== SUPPLIED INFORMATION ==

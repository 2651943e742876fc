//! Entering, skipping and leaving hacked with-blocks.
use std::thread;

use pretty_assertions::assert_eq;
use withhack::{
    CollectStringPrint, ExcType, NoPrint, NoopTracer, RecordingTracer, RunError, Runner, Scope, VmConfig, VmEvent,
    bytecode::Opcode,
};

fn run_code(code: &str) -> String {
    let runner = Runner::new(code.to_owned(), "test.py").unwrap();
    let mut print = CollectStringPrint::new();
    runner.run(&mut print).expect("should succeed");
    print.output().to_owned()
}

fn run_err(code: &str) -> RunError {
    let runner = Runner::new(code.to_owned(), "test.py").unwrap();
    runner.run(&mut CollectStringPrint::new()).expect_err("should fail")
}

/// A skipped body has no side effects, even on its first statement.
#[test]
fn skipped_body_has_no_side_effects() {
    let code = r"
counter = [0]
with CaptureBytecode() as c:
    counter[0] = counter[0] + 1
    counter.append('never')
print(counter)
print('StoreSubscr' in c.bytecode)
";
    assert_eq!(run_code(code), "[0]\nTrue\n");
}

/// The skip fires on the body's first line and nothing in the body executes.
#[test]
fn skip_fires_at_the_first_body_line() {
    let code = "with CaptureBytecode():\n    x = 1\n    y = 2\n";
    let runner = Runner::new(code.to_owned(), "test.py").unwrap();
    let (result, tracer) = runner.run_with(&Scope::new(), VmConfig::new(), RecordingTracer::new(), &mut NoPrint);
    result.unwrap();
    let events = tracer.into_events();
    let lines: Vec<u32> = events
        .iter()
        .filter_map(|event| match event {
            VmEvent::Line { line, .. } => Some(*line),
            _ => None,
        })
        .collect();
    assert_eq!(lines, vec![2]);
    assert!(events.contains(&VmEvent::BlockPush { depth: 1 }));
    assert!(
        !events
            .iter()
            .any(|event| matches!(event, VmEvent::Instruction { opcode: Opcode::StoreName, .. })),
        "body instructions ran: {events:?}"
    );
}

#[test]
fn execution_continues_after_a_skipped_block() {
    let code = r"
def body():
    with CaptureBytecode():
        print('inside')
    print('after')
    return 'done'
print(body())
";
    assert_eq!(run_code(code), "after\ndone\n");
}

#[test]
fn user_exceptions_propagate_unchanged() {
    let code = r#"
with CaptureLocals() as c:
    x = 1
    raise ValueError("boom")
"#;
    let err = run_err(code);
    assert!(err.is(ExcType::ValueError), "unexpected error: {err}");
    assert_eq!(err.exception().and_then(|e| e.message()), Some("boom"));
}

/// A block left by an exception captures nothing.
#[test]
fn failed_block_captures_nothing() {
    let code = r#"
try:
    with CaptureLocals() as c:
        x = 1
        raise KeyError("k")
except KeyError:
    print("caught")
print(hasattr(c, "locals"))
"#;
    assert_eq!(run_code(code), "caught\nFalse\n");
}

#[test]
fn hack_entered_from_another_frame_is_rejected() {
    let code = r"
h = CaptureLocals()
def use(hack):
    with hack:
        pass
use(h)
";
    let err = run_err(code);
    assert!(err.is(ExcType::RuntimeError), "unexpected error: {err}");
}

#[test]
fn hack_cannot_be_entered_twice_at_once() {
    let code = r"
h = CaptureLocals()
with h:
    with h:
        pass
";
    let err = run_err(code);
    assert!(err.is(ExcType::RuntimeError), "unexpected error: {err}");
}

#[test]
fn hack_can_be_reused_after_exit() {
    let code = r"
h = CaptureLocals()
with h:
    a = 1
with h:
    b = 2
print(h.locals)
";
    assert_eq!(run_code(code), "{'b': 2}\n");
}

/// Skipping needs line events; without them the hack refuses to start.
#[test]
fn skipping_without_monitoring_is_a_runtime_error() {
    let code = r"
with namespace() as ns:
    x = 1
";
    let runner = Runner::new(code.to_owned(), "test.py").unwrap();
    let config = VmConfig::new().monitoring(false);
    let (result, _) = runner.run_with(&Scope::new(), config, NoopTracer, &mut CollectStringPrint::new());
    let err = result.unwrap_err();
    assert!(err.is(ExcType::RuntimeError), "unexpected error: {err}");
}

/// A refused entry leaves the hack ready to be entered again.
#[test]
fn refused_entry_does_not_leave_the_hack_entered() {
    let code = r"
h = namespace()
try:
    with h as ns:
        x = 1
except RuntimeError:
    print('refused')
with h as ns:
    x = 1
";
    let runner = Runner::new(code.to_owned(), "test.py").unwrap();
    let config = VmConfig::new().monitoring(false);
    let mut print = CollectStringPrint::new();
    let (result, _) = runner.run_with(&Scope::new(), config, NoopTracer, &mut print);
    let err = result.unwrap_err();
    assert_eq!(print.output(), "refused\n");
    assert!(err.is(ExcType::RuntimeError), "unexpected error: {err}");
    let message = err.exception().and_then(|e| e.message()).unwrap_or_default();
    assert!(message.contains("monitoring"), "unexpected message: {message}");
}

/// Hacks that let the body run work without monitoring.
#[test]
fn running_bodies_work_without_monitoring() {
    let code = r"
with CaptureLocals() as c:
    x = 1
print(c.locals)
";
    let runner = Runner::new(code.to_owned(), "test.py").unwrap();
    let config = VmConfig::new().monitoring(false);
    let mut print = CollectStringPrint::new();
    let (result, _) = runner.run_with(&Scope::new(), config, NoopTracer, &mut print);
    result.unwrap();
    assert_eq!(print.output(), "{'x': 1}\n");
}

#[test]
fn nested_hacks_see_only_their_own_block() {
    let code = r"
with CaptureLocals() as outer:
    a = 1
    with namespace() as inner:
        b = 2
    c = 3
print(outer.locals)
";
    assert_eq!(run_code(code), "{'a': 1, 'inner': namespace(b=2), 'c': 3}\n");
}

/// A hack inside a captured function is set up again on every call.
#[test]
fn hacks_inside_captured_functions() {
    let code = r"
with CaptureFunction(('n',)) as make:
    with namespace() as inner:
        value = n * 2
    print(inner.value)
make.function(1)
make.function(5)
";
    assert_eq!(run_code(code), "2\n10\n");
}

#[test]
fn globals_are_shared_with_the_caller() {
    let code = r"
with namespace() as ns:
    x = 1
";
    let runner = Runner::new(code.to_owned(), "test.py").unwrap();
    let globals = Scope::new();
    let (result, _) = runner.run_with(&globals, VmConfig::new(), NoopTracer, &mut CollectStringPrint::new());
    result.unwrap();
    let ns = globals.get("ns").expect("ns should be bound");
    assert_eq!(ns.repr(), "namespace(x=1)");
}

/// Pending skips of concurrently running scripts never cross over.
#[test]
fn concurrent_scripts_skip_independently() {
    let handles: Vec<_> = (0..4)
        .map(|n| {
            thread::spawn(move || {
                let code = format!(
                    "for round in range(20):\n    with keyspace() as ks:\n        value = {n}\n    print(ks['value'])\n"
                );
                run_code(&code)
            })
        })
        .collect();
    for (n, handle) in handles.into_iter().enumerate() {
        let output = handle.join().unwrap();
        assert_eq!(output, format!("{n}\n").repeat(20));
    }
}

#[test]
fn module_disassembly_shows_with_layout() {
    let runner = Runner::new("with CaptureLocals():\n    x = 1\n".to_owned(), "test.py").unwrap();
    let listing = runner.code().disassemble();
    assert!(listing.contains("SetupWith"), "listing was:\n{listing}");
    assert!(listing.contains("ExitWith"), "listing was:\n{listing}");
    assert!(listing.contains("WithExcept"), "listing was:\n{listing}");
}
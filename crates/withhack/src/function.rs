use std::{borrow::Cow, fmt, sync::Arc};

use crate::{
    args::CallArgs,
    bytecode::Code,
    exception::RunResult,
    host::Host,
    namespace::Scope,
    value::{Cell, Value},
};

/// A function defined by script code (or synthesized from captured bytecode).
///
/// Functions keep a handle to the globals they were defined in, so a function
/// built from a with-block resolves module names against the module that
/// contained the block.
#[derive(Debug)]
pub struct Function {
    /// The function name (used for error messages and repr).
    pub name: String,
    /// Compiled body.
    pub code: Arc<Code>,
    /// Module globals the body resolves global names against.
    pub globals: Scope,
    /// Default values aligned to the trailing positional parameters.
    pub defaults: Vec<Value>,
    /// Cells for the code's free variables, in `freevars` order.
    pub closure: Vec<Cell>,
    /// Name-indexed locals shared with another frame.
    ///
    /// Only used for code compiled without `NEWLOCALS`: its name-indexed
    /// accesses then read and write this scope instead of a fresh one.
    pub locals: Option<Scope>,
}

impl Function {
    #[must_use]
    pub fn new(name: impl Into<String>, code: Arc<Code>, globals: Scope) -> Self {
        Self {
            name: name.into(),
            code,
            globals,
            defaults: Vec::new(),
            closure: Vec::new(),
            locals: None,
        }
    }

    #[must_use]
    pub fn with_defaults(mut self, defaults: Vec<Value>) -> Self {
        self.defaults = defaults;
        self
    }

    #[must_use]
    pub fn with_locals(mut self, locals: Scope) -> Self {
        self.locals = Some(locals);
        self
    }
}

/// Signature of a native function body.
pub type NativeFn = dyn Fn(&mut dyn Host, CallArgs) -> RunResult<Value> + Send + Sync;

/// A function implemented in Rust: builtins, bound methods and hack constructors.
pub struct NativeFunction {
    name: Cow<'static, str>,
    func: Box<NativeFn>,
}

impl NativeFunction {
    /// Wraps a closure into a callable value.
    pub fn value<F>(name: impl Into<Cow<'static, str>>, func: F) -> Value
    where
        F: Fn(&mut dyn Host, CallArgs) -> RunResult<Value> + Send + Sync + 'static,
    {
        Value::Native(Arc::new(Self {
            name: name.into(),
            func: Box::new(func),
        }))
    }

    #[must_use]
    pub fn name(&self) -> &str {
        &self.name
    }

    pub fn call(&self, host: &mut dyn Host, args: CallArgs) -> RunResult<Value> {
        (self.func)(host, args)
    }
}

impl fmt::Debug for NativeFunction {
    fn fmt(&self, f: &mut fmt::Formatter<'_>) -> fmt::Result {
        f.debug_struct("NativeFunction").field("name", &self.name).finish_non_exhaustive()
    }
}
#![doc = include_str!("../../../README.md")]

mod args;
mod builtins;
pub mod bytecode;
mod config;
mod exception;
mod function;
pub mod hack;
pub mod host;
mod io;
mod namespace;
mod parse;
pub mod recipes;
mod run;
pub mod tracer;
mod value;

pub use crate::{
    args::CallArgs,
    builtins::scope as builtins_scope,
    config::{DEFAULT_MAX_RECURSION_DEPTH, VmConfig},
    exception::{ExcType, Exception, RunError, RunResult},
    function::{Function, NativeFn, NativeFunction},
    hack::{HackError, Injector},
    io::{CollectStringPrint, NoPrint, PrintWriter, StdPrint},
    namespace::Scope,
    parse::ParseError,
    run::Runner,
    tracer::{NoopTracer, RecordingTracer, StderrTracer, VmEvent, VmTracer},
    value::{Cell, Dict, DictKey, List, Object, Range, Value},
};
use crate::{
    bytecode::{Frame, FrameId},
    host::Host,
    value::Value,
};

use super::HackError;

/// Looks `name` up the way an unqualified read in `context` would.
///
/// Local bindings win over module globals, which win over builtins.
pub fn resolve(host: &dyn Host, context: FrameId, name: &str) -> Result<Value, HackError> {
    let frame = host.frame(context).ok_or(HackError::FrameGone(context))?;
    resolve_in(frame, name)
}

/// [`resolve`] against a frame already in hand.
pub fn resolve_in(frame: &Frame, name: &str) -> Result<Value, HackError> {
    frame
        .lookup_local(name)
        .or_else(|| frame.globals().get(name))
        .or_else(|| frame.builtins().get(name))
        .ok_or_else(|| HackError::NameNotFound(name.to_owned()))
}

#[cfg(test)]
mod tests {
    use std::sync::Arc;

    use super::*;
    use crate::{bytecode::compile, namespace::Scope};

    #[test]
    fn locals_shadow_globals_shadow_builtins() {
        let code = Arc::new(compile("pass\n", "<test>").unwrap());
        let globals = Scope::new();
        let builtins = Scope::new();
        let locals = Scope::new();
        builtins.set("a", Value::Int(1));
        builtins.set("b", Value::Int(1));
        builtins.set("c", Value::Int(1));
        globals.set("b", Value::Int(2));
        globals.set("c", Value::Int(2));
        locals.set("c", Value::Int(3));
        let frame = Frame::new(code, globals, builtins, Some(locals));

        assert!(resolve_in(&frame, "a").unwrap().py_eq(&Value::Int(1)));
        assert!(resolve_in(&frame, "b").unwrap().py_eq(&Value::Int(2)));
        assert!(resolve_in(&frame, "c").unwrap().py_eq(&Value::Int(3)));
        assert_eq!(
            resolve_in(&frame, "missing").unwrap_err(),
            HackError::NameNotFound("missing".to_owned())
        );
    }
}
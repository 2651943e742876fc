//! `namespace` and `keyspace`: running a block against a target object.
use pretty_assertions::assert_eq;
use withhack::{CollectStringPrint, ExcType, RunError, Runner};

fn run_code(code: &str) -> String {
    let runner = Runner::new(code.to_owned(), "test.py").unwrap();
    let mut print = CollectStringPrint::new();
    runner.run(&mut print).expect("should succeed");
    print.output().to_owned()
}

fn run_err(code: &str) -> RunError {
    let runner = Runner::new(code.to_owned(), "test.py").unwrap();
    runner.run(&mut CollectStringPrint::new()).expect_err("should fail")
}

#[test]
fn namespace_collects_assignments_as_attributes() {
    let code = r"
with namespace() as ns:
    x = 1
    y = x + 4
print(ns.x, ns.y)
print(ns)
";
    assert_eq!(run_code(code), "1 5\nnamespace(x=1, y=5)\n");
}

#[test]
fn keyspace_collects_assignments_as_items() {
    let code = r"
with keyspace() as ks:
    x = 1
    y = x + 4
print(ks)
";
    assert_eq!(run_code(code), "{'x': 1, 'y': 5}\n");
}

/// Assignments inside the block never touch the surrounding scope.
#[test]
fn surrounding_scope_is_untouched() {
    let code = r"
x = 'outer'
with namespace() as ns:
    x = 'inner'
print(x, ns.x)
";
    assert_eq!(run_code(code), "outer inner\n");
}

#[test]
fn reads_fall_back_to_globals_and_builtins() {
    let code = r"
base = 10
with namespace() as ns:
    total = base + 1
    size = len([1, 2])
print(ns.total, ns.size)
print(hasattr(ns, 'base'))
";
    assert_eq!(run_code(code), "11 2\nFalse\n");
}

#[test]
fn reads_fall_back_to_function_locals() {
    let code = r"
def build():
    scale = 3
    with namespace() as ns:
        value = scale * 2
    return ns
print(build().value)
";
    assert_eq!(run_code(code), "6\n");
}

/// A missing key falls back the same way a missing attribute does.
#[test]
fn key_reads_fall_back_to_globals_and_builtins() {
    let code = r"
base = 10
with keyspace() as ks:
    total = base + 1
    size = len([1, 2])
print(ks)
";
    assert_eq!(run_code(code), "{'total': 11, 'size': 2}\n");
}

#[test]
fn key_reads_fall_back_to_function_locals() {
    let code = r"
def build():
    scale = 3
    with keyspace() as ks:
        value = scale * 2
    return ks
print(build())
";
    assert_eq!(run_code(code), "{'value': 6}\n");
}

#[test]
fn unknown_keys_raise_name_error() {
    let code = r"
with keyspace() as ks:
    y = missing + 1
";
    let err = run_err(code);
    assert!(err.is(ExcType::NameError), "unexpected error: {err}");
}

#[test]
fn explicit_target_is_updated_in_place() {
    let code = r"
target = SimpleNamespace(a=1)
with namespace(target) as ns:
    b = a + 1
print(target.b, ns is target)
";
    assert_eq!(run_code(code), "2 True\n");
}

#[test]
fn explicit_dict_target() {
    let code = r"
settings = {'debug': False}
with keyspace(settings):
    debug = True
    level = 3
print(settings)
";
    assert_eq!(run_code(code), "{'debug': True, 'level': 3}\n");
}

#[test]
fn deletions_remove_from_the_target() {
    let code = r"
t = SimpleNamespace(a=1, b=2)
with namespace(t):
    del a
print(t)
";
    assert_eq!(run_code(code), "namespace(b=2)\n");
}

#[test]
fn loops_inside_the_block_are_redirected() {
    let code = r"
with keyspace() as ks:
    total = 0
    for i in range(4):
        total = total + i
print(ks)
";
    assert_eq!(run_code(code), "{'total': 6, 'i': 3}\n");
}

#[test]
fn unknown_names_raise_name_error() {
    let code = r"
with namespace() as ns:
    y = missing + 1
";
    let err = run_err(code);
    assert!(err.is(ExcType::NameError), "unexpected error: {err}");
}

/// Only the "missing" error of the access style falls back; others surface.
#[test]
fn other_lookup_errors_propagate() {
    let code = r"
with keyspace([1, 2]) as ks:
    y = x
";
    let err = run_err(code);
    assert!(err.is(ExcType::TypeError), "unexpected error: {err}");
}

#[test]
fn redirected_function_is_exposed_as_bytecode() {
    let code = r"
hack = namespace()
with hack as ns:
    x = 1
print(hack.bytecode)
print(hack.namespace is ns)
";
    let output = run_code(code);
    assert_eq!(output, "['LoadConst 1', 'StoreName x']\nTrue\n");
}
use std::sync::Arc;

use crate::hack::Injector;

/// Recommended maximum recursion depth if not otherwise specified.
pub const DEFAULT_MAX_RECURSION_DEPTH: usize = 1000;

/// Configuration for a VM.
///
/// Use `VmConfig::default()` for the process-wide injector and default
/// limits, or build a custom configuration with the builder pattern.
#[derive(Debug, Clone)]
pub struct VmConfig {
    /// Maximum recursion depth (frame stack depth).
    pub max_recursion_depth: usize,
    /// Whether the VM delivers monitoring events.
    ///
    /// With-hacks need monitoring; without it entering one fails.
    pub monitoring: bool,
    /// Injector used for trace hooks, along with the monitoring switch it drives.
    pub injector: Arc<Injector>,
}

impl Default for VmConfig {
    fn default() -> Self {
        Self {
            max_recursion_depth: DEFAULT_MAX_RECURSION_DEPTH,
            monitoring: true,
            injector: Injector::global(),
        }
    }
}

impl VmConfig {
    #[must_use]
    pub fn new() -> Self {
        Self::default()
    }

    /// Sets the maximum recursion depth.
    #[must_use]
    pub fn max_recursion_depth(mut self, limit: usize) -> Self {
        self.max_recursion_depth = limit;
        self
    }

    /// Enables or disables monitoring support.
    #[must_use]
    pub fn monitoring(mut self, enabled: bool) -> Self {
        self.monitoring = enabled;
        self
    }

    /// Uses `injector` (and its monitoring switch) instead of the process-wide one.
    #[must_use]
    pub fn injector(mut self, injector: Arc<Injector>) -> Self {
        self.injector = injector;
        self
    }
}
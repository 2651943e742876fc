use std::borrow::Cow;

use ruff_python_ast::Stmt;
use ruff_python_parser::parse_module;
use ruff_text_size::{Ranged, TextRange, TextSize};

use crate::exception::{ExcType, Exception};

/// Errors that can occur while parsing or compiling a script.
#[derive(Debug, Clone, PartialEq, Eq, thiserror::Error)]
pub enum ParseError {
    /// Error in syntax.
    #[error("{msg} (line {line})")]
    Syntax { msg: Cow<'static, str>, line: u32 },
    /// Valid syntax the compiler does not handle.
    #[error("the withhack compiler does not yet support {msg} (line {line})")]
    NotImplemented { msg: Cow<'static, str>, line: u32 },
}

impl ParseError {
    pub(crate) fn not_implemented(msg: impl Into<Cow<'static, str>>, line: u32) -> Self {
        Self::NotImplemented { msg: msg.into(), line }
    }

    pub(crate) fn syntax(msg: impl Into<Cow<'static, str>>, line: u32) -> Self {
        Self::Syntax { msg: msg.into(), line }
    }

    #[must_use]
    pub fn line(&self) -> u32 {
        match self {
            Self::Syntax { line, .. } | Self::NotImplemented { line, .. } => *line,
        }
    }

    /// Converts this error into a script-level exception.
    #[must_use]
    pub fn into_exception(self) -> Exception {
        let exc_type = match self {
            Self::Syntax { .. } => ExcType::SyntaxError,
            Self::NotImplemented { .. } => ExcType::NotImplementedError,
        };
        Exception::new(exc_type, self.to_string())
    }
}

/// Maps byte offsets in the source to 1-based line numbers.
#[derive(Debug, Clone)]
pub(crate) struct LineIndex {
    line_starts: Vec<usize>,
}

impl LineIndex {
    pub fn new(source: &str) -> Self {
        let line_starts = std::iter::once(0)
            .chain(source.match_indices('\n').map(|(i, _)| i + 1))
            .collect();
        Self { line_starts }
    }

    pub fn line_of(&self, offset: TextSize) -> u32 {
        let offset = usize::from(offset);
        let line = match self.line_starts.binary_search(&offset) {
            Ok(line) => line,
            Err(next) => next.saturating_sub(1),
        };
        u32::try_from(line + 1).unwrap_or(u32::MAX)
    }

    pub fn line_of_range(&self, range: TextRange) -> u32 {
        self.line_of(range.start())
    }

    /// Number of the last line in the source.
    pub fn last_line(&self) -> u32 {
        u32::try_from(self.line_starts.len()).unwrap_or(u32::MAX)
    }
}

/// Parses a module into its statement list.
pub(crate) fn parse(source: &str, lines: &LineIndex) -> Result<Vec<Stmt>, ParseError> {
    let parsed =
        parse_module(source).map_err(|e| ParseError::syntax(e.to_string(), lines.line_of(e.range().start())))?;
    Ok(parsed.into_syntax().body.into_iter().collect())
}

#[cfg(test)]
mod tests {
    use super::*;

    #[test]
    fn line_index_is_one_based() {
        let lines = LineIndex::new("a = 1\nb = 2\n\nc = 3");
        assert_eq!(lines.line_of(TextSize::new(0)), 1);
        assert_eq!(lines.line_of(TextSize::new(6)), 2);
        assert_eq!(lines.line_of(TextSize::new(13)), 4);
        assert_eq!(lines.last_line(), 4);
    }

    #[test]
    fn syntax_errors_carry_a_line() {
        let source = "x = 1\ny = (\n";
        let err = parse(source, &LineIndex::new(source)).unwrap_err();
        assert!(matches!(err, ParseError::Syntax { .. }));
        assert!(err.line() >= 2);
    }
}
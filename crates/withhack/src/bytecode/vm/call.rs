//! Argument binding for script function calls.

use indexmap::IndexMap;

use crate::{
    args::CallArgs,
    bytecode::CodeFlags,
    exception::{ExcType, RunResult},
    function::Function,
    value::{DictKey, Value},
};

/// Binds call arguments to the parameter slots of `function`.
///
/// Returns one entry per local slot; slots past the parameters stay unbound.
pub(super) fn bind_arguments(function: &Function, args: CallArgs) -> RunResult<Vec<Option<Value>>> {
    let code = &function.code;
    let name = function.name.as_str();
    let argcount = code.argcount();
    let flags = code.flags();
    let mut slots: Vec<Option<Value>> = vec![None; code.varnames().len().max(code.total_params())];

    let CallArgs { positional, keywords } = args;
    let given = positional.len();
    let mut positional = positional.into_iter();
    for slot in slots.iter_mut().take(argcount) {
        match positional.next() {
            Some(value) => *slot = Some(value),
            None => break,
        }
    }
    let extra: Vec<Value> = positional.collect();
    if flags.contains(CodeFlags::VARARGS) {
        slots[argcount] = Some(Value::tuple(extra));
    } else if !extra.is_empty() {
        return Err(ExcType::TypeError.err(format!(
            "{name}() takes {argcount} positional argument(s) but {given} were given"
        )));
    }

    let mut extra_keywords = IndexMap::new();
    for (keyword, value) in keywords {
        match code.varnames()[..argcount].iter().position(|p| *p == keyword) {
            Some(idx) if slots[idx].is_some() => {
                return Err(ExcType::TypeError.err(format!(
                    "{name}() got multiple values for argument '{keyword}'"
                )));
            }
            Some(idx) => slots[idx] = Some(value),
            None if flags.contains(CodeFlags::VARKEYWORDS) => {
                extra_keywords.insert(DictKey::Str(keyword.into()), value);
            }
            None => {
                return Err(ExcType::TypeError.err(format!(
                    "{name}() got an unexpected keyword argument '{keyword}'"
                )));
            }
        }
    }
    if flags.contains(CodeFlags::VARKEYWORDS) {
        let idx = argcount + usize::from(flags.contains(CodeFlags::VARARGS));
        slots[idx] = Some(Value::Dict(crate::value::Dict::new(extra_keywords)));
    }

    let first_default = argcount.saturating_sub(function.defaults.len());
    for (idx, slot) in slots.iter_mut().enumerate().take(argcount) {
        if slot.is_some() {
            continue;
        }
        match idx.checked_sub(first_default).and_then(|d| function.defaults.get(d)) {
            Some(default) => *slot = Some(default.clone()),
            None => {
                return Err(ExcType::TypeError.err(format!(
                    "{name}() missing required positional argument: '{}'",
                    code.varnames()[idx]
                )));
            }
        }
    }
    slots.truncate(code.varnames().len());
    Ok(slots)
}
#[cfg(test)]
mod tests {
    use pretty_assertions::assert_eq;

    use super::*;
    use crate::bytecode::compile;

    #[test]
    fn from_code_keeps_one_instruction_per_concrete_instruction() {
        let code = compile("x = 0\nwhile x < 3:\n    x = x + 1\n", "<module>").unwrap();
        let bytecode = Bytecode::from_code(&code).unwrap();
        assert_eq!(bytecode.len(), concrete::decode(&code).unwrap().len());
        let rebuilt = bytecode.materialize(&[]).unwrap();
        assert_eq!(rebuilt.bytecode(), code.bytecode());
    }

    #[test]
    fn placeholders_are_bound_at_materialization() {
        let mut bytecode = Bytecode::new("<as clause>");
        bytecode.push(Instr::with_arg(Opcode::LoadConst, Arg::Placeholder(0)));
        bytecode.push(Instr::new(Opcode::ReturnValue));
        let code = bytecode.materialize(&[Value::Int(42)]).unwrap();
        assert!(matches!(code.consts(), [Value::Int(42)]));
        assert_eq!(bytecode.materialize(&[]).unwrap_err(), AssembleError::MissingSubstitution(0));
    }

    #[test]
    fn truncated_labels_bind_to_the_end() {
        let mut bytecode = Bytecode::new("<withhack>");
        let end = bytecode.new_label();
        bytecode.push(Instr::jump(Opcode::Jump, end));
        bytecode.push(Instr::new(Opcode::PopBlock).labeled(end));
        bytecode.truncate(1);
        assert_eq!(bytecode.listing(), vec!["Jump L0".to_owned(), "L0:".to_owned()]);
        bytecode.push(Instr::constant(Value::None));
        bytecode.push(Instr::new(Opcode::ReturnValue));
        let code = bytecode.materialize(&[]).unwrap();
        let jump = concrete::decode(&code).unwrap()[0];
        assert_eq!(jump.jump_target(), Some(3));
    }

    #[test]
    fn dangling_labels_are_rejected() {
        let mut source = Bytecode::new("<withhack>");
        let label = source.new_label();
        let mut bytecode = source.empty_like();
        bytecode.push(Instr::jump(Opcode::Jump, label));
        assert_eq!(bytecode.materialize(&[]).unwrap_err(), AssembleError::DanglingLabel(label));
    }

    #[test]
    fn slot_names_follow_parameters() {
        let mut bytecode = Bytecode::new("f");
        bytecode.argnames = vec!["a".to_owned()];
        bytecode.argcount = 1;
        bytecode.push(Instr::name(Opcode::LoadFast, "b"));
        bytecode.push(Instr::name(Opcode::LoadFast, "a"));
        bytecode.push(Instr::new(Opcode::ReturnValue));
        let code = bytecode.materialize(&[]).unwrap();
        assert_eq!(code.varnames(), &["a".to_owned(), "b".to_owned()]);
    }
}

===

ABOUT THIS TASK: Above are some records. Copy each of their lines that holds the string "next".

OUTPUT FOR THIS TASK:
            Err(next) => next.saturating_sub(1),
        match positional.next() {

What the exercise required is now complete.